*** Opening Records provided ***

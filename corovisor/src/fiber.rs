//! Stackful user-space coroutines.
//!
//! With the fiber module you can create, run, and manage [`Fiber`]s: units
//! of cooperative multitasking that each carry their own machine context and
//! heap-allocated stack. A fiber holds its OS thread until it explicitly
//! [`yield_ready`] or [`yield_hold`]s (or a [hooked][crate] syscall does so
//! on its behalf); there is no preemption.
//!
//! Three thread-local references exist per OS thread: the *current fiber*,
//! the *thread-main fiber* (the bootstrap context adopting the OS-provided
//! stack, created lazily on first use), and the *scheduler fiber* (set by
//! [`crate::scheduler::Scheduler::run`] while its dispatch loop is active).
//! A fiber's [`yield_ready`]/[`yield_hold`] always hands control back to
//! exactly one of the latter two, chosen by its `run_in_scheduler` flag.
//!
//! See also: [`crate::scheduler`], [`crate::timer`], [`crate::io`].

mod context;

use std::any::Any;
use std::cell::{Cell, RefCell, UnsafeCell};
use std::fmt::{self, Debug, Formatter};
use std::sync::atomic::{AtomicU64, Ordering};
use std::sync::Arc;

use context::RawContext;

use crate::config::DEFAULT_STACK_SIZE;
use crate::error::Result;

/// A fiber's lifecycle state.
#[derive(Debug, Clone, Copy, PartialEq, Eq)]
pub enum State {
    /// Constructed (or reset), not yet resumed.
    Init,
    /// Yielded and self-re-enqueued; expected to run again soon.
    Ready,
    /// Currently executing on some OS thread.
    Exec,
    /// Yielded without being re-enqueued; something else (an event, a
    /// timer) is responsible for scheduling it again.
    Hold,
    /// The callable returned normally.
    Term,
    /// The callable panicked.
    Except,
}

impl State {
    /// `true` for INIT/TERM/EXCEPT, the states from which [`Fiber::reset`]
    /// is permitted.
    pub fn is_resettable(self) -> bool {
        matches!(self, State::Init | State::Term | State::Except)
    }

    /// `true` for TERM/EXCEPT: the fiber ran its callable to completion (one
    /// way or another) and will not run again without a `reset`.
    pub fn is_terminal(self) -> bool {
        matches!(self, State::Term | State::Except)
    }
}

struct Inner {
    id: u64,
    state: Cell<State>,
    run_in_scheduler: Cell<bool>,
    /// `None` for the thread-main fiber, which adopts the OS stack instead
    /// of owning one.
    stack: RefCell<Option<Box<[u8]>>>,
    ctx: UnsafeCell<RawContext>,
    callable: RefCell<Option<Box<dyn FnMut() + Send>>>,
}

/// A stackful coroutine. Cheaply cloneable (it's a handle; the underlying
/// stack and context are shared, never copied).
///
/// A `Fiber` is movable between OS threads — [`crate::scheduler::Scheduler`]
/// is N:M, so a fiber parked in its task queue may be popped and resumed by
/// whichever worker thread gets to it, same as the original's
/// `shared_ptr<Fiber>` tasks. It is deliberately *not* `Sync`: nothing about
/// a fiber's state is safe to touch from two threads at once, only to hand
/// off from one to another.
#[derive(Clone)]
pub struct Fiber(Arc<Inner>);

// SAFETY: `Inner`'s interior mutability (`Cell`/`RefCell`/`UnsafeCell`) is
// only ever touched by whichever single OS thread currently holds a live,
// executing reference to this fiber (the thread running `resume()`/
// `yield_ready()`/`yield_hold()` on it, or mutating it from `reset()` while
// it's provably idle in Init/Term/Except). A queued-but-not-running `Fiber`
// handle has no outstanding aliases on another thread, so moving it wholesale
// into a new owning thread via `Send` never creates concurrent access; that
// is precisely what `Sync` (deliberately not implemented) would permit and
// what this type must forbid.
unsafe impl Send for Fiber {}

impl Debug for Fiber {
    fn fmt(&self, f: &mut Formatter<'_>) -> fmt::Result {
        f.debug_struct("Fiber")
            .field("id", &self.0.id)
            .field("state", &self.0.state.get())
            .finish_non_exhaustive()
    }
}

impl PartialEq for Fiber {
    fn eq(&self, other: &Self) -> bool {
        Arc::ptr_eq(&self.0, &other.0)
    }
}
impl Eq for Fiber {}

static NEXT_ID: AtomicU64 = AtomicU64::new(1);
static TOTAL_FIBERS: AtomicU64 = AtomicU64::new(0);

fn next_id() -> u64 {
    NEXT_ID.fetch_add(1, Ordering::Relaxed)
}

thread_local! {
    static CURRENT: RefCell<Option<Fiber>> = RefCell::new(None);
    static THREAD_MAIN: RefCell<Option<Fiber>> = RefCell::new(None);
    static SCHEDULER_FIBER: RefCell<Option<Fiber>> = RefCell::new(None);
}

/// Lazily constructs the thread-main fiber the first time a thread touches
/// the fiber subsystem, per the bootstrap rule in the data model.
fn ensure_bootstrap() {
    THREAD_MAIN.with(|slot| {
        if slot.borrow().is_some() {
            return;
        }
        let main = Fiber(Arc::new(Inner {
            id: next_id(),
            state: Cell::new(State::Exec),
            run_in_scheduler: Cell::new(false),
            stack: RefCell::new(None),
            ctx: UnsafeCell::new(RawContext::uninit()),
            callable: RefCell::new(None),
        }));
        TOTAL_FIBERS.fetch_add(1, Ordering::Relaxed);
        *slot.borrow_mut() = Some(main.clone());
        CURRENT.with(|c| *c.borrow_mut() = Some(main));
    });
}

fn panic_message(payload: &Box<dyn Any + Send>) -> String {
    if let Some(s) = payload.downcast_ref::<&str>() {
        (*s).to_string()
    } else if let Some(s) = payload.downcast_ref::<String>() {
        s.clone()
    } else {
        "non-string panic payload".to_string()
    }
}

extern "C" fn trampoline() {
    // `resume()` set CURRENT to this fiber before swapping in, so it's
    // always correctly populated the first time control reaches here.
    let fiber = CURRENT
        .with(|c| c.borrow().clone())
        .expect("trampoline entered without a current fiber");

    let cb = fiber.0.callable.borrow_mut().take();
    let outcome = std::panic::catch_unwind(std::panic::AssertUnwindSafe(|| {
        if let Some(mut cb) = cb {
            cb();
        }
    }));

    match outcome {
        Ok(()) => fiber.0.state.set(State::Term),
        Err(payload) => {
            log::error!(
                "fiber {} terminated with an exception: {}",
                fiber.0.id,
                panic_message(&payload)
            );
            fiber.0.state.set(State::Except);
        }
    }

    swap_out_to_caller(&fiber);
    unreachable!("a terminated fiber must not be resumed again without reset()");
}

/// Swaps execution away from `cur` into whichever of the thread-main or
/// scheduler fiber `cur.run_in_scheduler` designates, per spec. Does not
/// touch `cur`'s state; callers set that first.
fn swap_out_to_caller(cur: &Fiber) {
    let target = if cur.0.run_in_scheduler.get() {
        SCHEDULER_FIBER
            .with(|c| c.borrow().clone())
            .expect("no scheduler fiber registered on this thread")
    } else {
        ensure_bootstrap();
        THREAD_MAIN.with(|c| c.borrow().clone()).unwrap()
    };
    CURRENT.with(|c| *c.borrow_mut() = Some(target.clone()));
    CSW.with(|c| c.set(c.get() + 1));
    // SAFETY: each Fiber's context is only ever touched by the resume/yield
    // pair that is actively switching into or out of it; a fiber cannot be
    // resumed while it (or anything it transitively resumed) is executing,
    // so `cur` and `target` never alias the same context concurrently from
    // two different Rust call frames despite the switch being reentrant at
    // the machine-context level.
    unsafe {
        let cur_ctx = &mut *cur.0.ctx.get();
        let target_ctx = &*target.0.ctx.get();
        RawContext::swap(cur_ctx, target_ctx);
    }
}

impl Fiber {
    /// Creates a new fiber with the default stack size
    /// ([`crate::config::DEFAULT_STACK_SIZE`]).
    pub fn new<F>(callable: F) -> Result<Fiber>
    where
        F: FnMut() + Send + 'static,
    {
        Fiber::with_stack_size(callable, DEFAULT_STACK_SIZE, true)
    }

    /// Creates a new fiber with an explicit stack size and
    /// `run_in_scheduler` flag (see the module docs).
    pub fn with_stack_size<F>(callable: F, stack_size: usize, run_in_scheduler: bool) -> Result<Fiber>
    where
        F: FnMut() + Send + 'static,
    {
        ensure_bootstrap();
        let mut stack = vec![0u8; stack_size].into_boxed_slice();
        let fiber = Fiber(Arc::new(Inner {
            id: next_id(),
            state: Cell::new(State::Init),
            run_in_scheduler: Cell::new(run_in_scheduler),
            stack: RefCell::new(None),
            ctx: UnsafeCell::new(RawContext::uninit()),
            callable: RefCell::new(Some(Box::new(callable))),
        }));
        unsafe {
            (*fiber.0.ctx.get()).init(&mut stack, trampoline)?;
        }
        *fiber.0.stack.borrow_mut() = Some(stack);
        TOTAL_FIBERS.fetch_add(1, Ordering::Relaxed);
        Ok(fiber)
    }

    /// Rebinds `callable` and reinitializes the machine context over the
    /// same stack buffer. Requires `state()` to be one of INIT, TERM, EXCEPT.
    pub fn reset<F>(&self, callable: F) -> Result<()>
    where
        F: FnMut() + Send + 'static,
    {
        let state = self.0.state.get();
        assert!(
            state.is_resettable(),
            "cannot reset fiber {} in state {:?}",
            self.0.id,
            state
        );
        let mut stack_slot = self.0.stack.borrow_mut();
        let stack = stack_slot
            .as_mut()
            .expect("the thread-main fiber cannot be reset");
        unsafe {
            (*self.0.ctx.get()).init(stack, trampoline)?;
        }
        *self.0.callable.borrow_mut() = Some(Box::new(callable));
        self.0.state.set(State::Init);
        Ok(())
    }

    /// Transfers control from the caller (the thread-main fiber or the
    /// scheduler fiber, whichever is currently executing) into this fiber.
    /// Requires `state() != Exec`.
    pub fn resume(&self) {
        ensure_bootstrap();
        let state = self.0.state.get();
        assert_ne!(
            state,
            State::Exec,
            "fiber {} is already executing",
            self.0.id
        );
        let prev = CURRENT
            .with(|c| c.borrow().clone())
            .expect("current fiber not initialized");
        self.0.state.set(State::Exec);
        CURRENT.with(|c| *c.borrow_mut() = Some(self.clone()));
        CSW.with(|c| c.set(c.get() + 1));
        // SAFETY: see the comment in `swap_out_to_caller`.
        unsafe {
            let prev_ctx = &mut *prev.0.ctx.get();
            let this_ctx = &*self.0.ctx.get();
            RawContext::swap(prev_ctx, this_ctx);
        }
    }

    /// This fiber's unique, monotonically assigned id.
    pub fn id(&self) -> u64 {
        self.0.id
    }

    /// This fiber's current lifecycle state.
    pub fn state(&self) -> State {
        self.0.state.get()
    }

    /// Yields the *current* fiber back to its caller, marking it READY (it
    /// is the caller's job to resume it again soon; the scheduler does this
    /// automatically for queued tasks).
    pub fn yield_ready() {
        ensure_bootstrap();
        let cur = CURRENT.with(|c| c.borrow().clone()).unwrap();
        cur.0.state.set(State::Ready);
        swap_out_to_caller(&cur);
    }

    /// Yields the *current* fiber back to its caller, marking it HOLD (it
    /// will not be resumed again until some event or timer re-enqueues it).
    pub fn yield_hold() {
        ensure_bootstrap();
        let cur = CURRENT.with(|c| c.borrow().clone()).unwrap();
        cur.0.state.set(State::Hold);
        swap_out_to_caller(&cur);
    }

    /// Returns a handle to the fiber currently executing on this thread,
    /// constructing the thread-main fiber if this thread hasn't touched the
    /// fiber subsystem yet.
    pub fn current() -> Fiber {
        ensure_bootstrap();
        CURRENT.with(|c| c.borrow().clone().unwrap())
    }

    /// Shorthand for `Fiber::current().id()`.
    pub fn current_id() -> u64 {
        Fiber::current().id()
    }

    /// The total number of fibers ever constructed in this process
    /// (including thread-main fibers), for diagnostics and tests.
    pub fn total_count() -> u64 {
        TOTAL_FIBERS.load(Ordering::Relaxed)
    }

    /// Registers `fiber` as the scheduler fiber for the calling thread.
    /// Called by [`crate::scheduler::Scheduler::run`].
    pub(crate) fn set_scheduler_fiber(fiber: Fiber) {
        SCHEDULER_FIBER.with(|c| *c.borrow_mut() = Some(fiber));
    }

    /// Clears the scheduler-fiber registration for the calling thread.
    pub(crate) fn clear_scheduler_fiber() {
        SCHEDULER_FIBER.with(|c| *c.borrow_mut() = None);
    }

    pub(crate) fn is_scheduler_fiber_registered() -> bool {
        SCHEDULER_FIBER.with(|c| c.borrow().is_some())
    }
}

/// The number of context switches the calling thread has performed, tracked
/// purely for tests (mirrors the teacher crate's `fiber::csw`, itself
/// standing in for the original's `Fiber::TotalFibers`/csw diagnostics).
pub fn csw() -> u64 {
    CSW.with(|c| c.get())
}

thread_local! {
    static CSW: Cell<u64> = Cell::new(0);
}

/// Calls `f` and reports whether it caused the calling fiber to yield (i.e.
/// a context switch occurred), for tests.
pub fn check_yield<F, T>(f: F) -> (T, bool)
where
    F: FnOnce() -> T,
{
    let before = csw();
    let result = f();
    (result, csw() != before)
}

*** Closing Records provided ***

Required work
Using the records above, list each line that includes "None".

Solution
    /// `None` for the thread-main fiber, which adopts the OS stack instead
    static CURRENT: RefCell<Option<Fiber>> = RefCell::new(None);
    static THREAD_MAIN: RefCell<Option<Fiber>> = RefCell::new(None);
    static SCHEDULER_FIBER: RefCell<Option<Fiber>> = RefCell::new(None);
            stack: RefCell::new(None),
            callable: RefCell::new(None),
            stack: RefCell::new(None),
        SCHEDULER_FIBER.with(|c| *c.borrow_mut() = None);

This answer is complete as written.